Not so much a novel as a collection of interlinked short stories, Slade House shares a world with The Bone Clocks—such that the Shaded Way has a pivotal role to play and Spot the Horologist is the game of the day—but where said setting was once an expansive canvas spattered with the stuff of science fiction, in this book it becomes the close-cropped backdrop of a hypnotic history of haunting.
For all that it has in common with The Bone Clocks, Slade House‘s characters and narrative notions are its own—excepting, perhaps, the presence of little Nathan Bishop, the central character of the first section of this text: an extended version of the same short Mitchell shared by way of the “diabolical treble-strapped textual straitjacket” of Twitter in the lead up to the publication of its predecessor.
Reiterated, ‘The Right Sort’ does not stop with Nathan lost in the gorgeous grounds of Slade House, which are “like a board game co-designed by M. C. Escher on a bender and Stephen King in a fever.” Instead, he ends up in the Victorian property proper, where the owners, Norah and Jonah, proceed to essentially sup his soul.
“It’s not as if Norah and Jonah go ‘Wooooooh’ or drip ectoplasm or write scary messages in mirrors,” but they are, as it happens, as good as ghosts. As jaunty Jonah explains to his markedly more vigilant twin sister before they drink down their next victim—a dodgy copper called Detective Inspector Edmonds who, instead of investigating Nathan’s mysterious disappearance, falls for the well fit and clearly completely innocent widow who says she stays in Slade House these days:
“For fifty-four years, our souls have wandered that big wide world out there, possessing whatever bodies we want, living whatever lives we wish, while our fellow birth-Victorians are all dead or dying our. We live on. The operandi works.”

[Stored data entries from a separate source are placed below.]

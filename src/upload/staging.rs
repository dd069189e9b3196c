//! Staging area for upload content
//!
//! Remote backends take a file path, so content is spilled to disk for the
//! duration of one upload. Every staged file is removed either by an
//! explicit `cleanup()` or, if the upload future is dropped, by `Drop`.

use std::path::{Path, PathBuf};

use uuid::Uuid;

use super::types::UploadError;

/// Longest display-name fragment kept in a staged file name
const MAX_NAME_LEN: usize = 100;

/// Directory holding staged uploads
#[derive(Debug, Clone)]
pub struct StagingArea {
    dir: PathBuf,
}

impl StagingArea {
    pub fn new(dir: impl Into<PathBuf>) -> Self {
        Self { dir: dir.into() }
    }

    pub fn dir(&self) -> &Path {
        &self.dir
    }

    /// Staged file names start with this prefix for a given digest
    fn prefix_for(digest: &str) -> String {
        format!("temp_{}_", digest)
    }

    /// Write content to a new staged file keyed by digest and display name
    pub async fn stage(
        &self,
        digest: &str,
        display_name: &str,
        content: &[u8],
    ) -> Result<StagedFile, UploadError> {
        tokio::fs::create_dir_all(&self.dir).await.map_err(|e| {
            UploadError::TempResource(format!(
                "Failed to create staging directory {}: {}",
                self.dir.display(),
                e
            ))
        })?;

        let file_name = format!(
            "{}{}_{}",
            Self::prefix_for(digest),
            Uuid::new_v4().simple(),
            sanitize_file_name(display_name)
        );
        let staged = StagedFile {
            path: self.dir.join(file_name),
            removed: false,
        };

        // On failure `staged` drops here and removes any partial file
        tokio::fs::write(&staged.path, content).await.map_err(|e| {
            UploadError::TempResource(format!(
                "Failed to write {}: {}",
                staged.path.display(),
                e
            ))
        })?;

        tracing::debug!(
            digest = %digest,
            path = %staged.path.display(),
            size = content.len(),
            "Staged upload content"
        );

        Ok(staged)
    }

    /// Staged files currently on disk for a digest
    pub async fn staged_for(&self, digest: &str) -> Vec<PathBuf> {
        let prefix = Self::prefix_for(digest);
        let mut found = Vec::new();

        let Ok(mut entries) = tokio::fs::read_dir(&self.dir).await else {
            return found;
        };

        while let Ok(Some(entry)) = entries.next_entry().await {
            if entry.file_name().to_string_lossy().starts_with(&prefix) {
                found.push(entry.path());
            }
        }

        found
    }
}

/// A staged file owned by one upload
#[derive(Debug)]
pub struct StagedFile {
    path: PathBuf,
    removed: bool,
}

impl StagedFile {
    pub fn path(&self) -> &Path {
        &self.path
    }

    /// Remove the file; a file that is already gone counts as removed
    pub async fn cleanup(mut self) -> Result<(), UploadError> {
        self.removed = true;
        match tokio::fs::remove_file(&self.path).await {
            Ok(()) => Ok(()),
            Err(e) if e.kind() == std::io::ErrorKind::NotFound => Ok(()),
            Err(e) => Err(UploadError::TempResource(format!(
                "Failed to remove {}: {}",
                self.path.display(),
                e
            ))),
        }
    }
}

impl Drop for StagedFile {
    fn drop(&mut self) {
        if !self.removed {
            let _ = std::fs::remove_file(&self.path);
        }
    }
}

/// Reduce a display name to a safe file name fragment
fn sanitize_file_name(name: &str) -> String {
    let sanitized: String = name
        .chars()
        .map(|c| {
            if c.is_ascii_alphanumeric() || matches!(c, '.' | '-' | '_') {
                c
            } else {
                '_'
            }
        })
        .take(MAX_NAME_LEN)
        .collect();

    if sanitized.trim_matches('.').is_empty() {
        "file".to_string()
    } else {
        sanitized
    }
}

#[cfg(test)]
mod tests {
    use super::*;
    use tempfile::TempDir;

    #[tokio::test]
    async fn test_stage_and_cleanup() {
        let temp_dir = TempDir::new().unwrap();
        let staging = StagingArea::new(temp_dir.path());

        let staged = staging.stage("abc123", "notes.txt", b"content").await.unwrap();
        let path = staged.path().to_path_buf();

        assert!(path.exists());
        assert_eq!(std::fs::read(&path).unwrap(), b"content");
        assert_eq!(staging.staged_for("abc123").await, vec![path.clone()]);

        staged.cleanup().await.unwrap();
        assert!(!path.exists());
        assert!(staging.staged_for("abc123").await.is_empty());
    }

    #[tokio::test]
    async fn test_cleanup_reports_unremovable_path() {
        let temp_dir = TempDir::new().unwrap();
        let staging = StagingArea::new(temp_dir.path());

        let staged = staging.stage("abc123", "notes.txt", b"content").await.unwrap();
        let path = staged.path().to_path_buf();
        std::fs::remove_file(&path).unwrap();
        std::fs::create_dir(&path).unwrap();

        let result = staged.cleanup().await;
        assert!(matches!(result, Err(UploadError::TempResource(_))));
        assert!(path.is_dir());
    }

    #[tokio::test]
    async fn test_drop_removes_file() {
        let temp_dir = TempDir::new().unwrap();
        let staging = StagingArea::new(temp_dir.path());

        let path = {
            let staged = staging.stage("abc123", "notes.txt", b"content").await.unwrap();
            staged.path().to_path_buf()
        };

        assert!(!path.exists());
    }

    #[tokio::test]
    async fn test_same_digest_gets_distinct_files() {
        let temp_dir = TempDir::new().unwrap();
        let staging = StagingArea::new(temp_dir.path());

        let first = staging.stage("abc123", "a.txt", b"x").await.unwrap();
        let second = staging.stage("abc123", "a.txt", b"x").await.unwrap();

        assert_ne!(first.path(), second.path());
        assert_eq!(staging.staged_for("abc123").await.len(), 2);
    }

    #[tokio::test]
    async fn test_cleanup_of_missing_file_is_ok() {
        let temp_dir = TempDir::new().unwrap();
        let staging = StagingArea::new(temp_dir.path());

        let staged = staging.stage("abc123", "a.txt", b"x").await.unwrap();
        std::fs::remove_file(staged.path()).unwrap();

        assert!(staged.cleanup().await.is_ok());
    }

    #[tokio::test]
    async fn test_creates_missing_directory() {
        let temp_dir = TempDir::new().unwrap();
        let staging = StagingArea::new(temp_dir.path().join("nested").join("staging"));

        let staged = staging.stage("abc123", "a.txt", b"x").await.unwrap();
        assert!(staged.path().starts_with(staging.dir()));
    }

    #[test]
    fn test_sanitize_file_name() {
        assert_eq!(sanitize_file_name("report.pdf"), "report.pdf");
        assert_eq!(sanitize_file_name("../../etc/passwd"), ".._.._etc_passwd");
        assert_eq!(sanitize_file_name("my file (1).txt"), "my_file__1_.txt");
        assert_eq!(sanitize_file_name(".."), "file");
        assert_eq!(sanitize_file_name(&"a".repeat(300)).len(), MAX_NAME_LEN);
    }
}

“The operandi works provided our birth-bodies remain here in the lacuna, freeze-dried against world-time, anchoring our souls in life. The operandi works provided we recharge the lacuna every nine years by luring a gullible Engifted into a suitable orison. The operandi works provided our guests can be duped, banjaxed and drawn into the lacuna. Too many provideds, Jonah. Yes, our luck’s held so far. It can’t hold forever, and it won’t.”

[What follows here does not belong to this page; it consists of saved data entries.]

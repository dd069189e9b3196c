//! Application state management
//!
//! Every client and service is built once here and handed to the router.

use std::sync::Arc;

use crate::cache::{CacheClient, CacheError, KeyValueStore, MemoryStore, RedisStore};
use crate::config::{CacheBackend, Config, RemoteBackend};
use crate::health::{HealthProbe, HealthService};
use crate::hooks::install_tracing_hooks;
use crate::remote::{GeminiFileStore, RemoteStore, RemoteStoreClient};
use crate::storage::{S3Client, StorageError};
use crate::upload::{StagingArea, UploadOrchestrator};

/// Error type for state initialization
#[derive(Debug, thiserror::Error)]
pub enum StateError {
    #[error("Failed to initialize cache: {0}")]
    Cache(#[from] CacheError),

    #[error("Failed to initialize storage: {0}")]
    Storage(#[from] StorageError),
}

/// Shared application state
#[derive(Clone)]
pub struct AppState {
    inner: Arc<AppStateInner>,
}

struct AppStateInner {
    config: Config,
    orchestrator: UploadOrchestrator,
    health: HealthService,
}

impl AppState {
    /// Wire every dependency from configuration
    ///
    /// No network connection is required to succeed: Redis connects lazily
    /// and an unreachable S3 bucket is only logged.
    pub async fn build(config: Config) -> Result<Self, StateError> {
        let cache_store: Arc<dyn KeyValueStore> = match config.cache.backend {
            CacheBackend::Redis => Arc::new(RedisStore::new(&config.cache.redis)?),
            CacheBackend::Memory => Arc::new(MemoryStore::new()),
        };
        let cache = CacheClient::new(cache_store);

        let s3 = match config.s3.bucket {
            Some(_) => Some(S3Client::new(&config.s3).await?),
            None => None,
        };

        let remote_store: Arc<dyn RemoteStore> = match (config.remote.backend, &s3) {
            (RemoteBackend::Gemini, _) => Arc::new(GeminiFileStore::new(&config.remote.gemini)),
            (RemoteBackend::S3, Some(s3)) => Arc::new(s3.clone()),
            (RemoteBackend::S3, None) => {
                return Err(StorageError::NotConfigured(
                    "REMOTE_BACKEND=s3 requires S3_BUCKET_NAME".to_string(),
                )
                .into())
            }
        };
        let remote = RemoteStoreClient::new(remote_store);

        let orchestrator = UploadOrchestrator::new(
            cache.clone(),
            remote.clone(),
            StagingArea::new(&config.remote.staging_dir),
            config.upload_settings(),
        );

        let mut probes: Vec<Arc<dyn HealthProbe>> = Vec::new();
        probes.push(Arc::new(cache));
        probes.push(Arc::new(remote));
        // Storage is probed separately only when it is not already the remote store
        if let (Some(s3), RemoteBackend::Gemini) = (s3, config.remote.backend) {
            probes.push(Arc::new(s3));
        }
        let health = HealthService::new(config.server.app_name.clone(), probes);

        tracing::info!(
            cache = orchestrator.cache().backend_name(),
            remote = orchestrator.remote().backend_name(),
            dependencies = ?health.dependency_names(),
            "Services initialized"
        );

        let state = Self::from_parts(config, orchestrator, health);
        state.install_tracing_hooks();
        Ok(state)
    }

    /// Assemble state from already-built services
    pub fn from_parts(config: Config, orchestrator: UploadOrchestrator, health: HealthService) -> Self {
        Self {
            inner: Arc::new(AppStateInner {
                config,
                orchestrator,
                health,
            }),
        }
    }

    /// Register the logging hooks on every service
    pub fn install_tracing_hooks(&self) {
        install_tracing_hooks(self.orchestrator().hooks());
        install_tracing_hooks(self.orchestrator().cache().hooks());
        install_tracing_hooks(self.orchestrator().remote().hooks());
        install_tracing_hooks(self.health().hooks());
    }

    /// Get the configuration
    pub fn config(&self) -> &Config {
        &self.inner.config
    }

    /// Get the upload orchestrator
    pub fn orchestrator(&self) -> &UploadOrchestrator {
        &self.inner.orchestrator
    }

    /// Get the health service
    pub fn health(&self) -> &HealthService {
        &self.inner.health
    }
}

Norah’s not wrong. Thanks to a warning from a near-as-damnit dead Nathan, Detective Inspector Edmonds manages to improvise a certain weapon which he, in turn, is able to pass on to protagonist the third, a young woman with body image issues lured onto the eponymous property by the promise of a party in the excruciating ‘Oink, Oink.’ I’ll give away no more of the overarching narrative than that, except to say “with each Open Day, these aberrations grow worse.”
In case you were wondering what all this death and devastation is in aid of, the answer is the same as it was in The Bone Clocks: nothing less than life everlasting! As conspiracy theorist Fred Pink puts it in ‘You Dark Horse You,’ the fourth (and my favourite) of Slade House‘s five sinister stories:
“It’s why religion got invented and it’s why religion stays invented. What else matters more than not dying? Power? Gold? Sex? A million quid? A billion? A trillion? Really? They won’t buy you an extra minute when you’re number’s up. No, cheating death, cheating ageing, cheating the care home, cheating the mirror and the dug-up corpse’s face like mine that you’ll see in your mirror too […] and sooner than you think: that’s a prize worth the hunting, the taking. That’s the only prize worth hunting.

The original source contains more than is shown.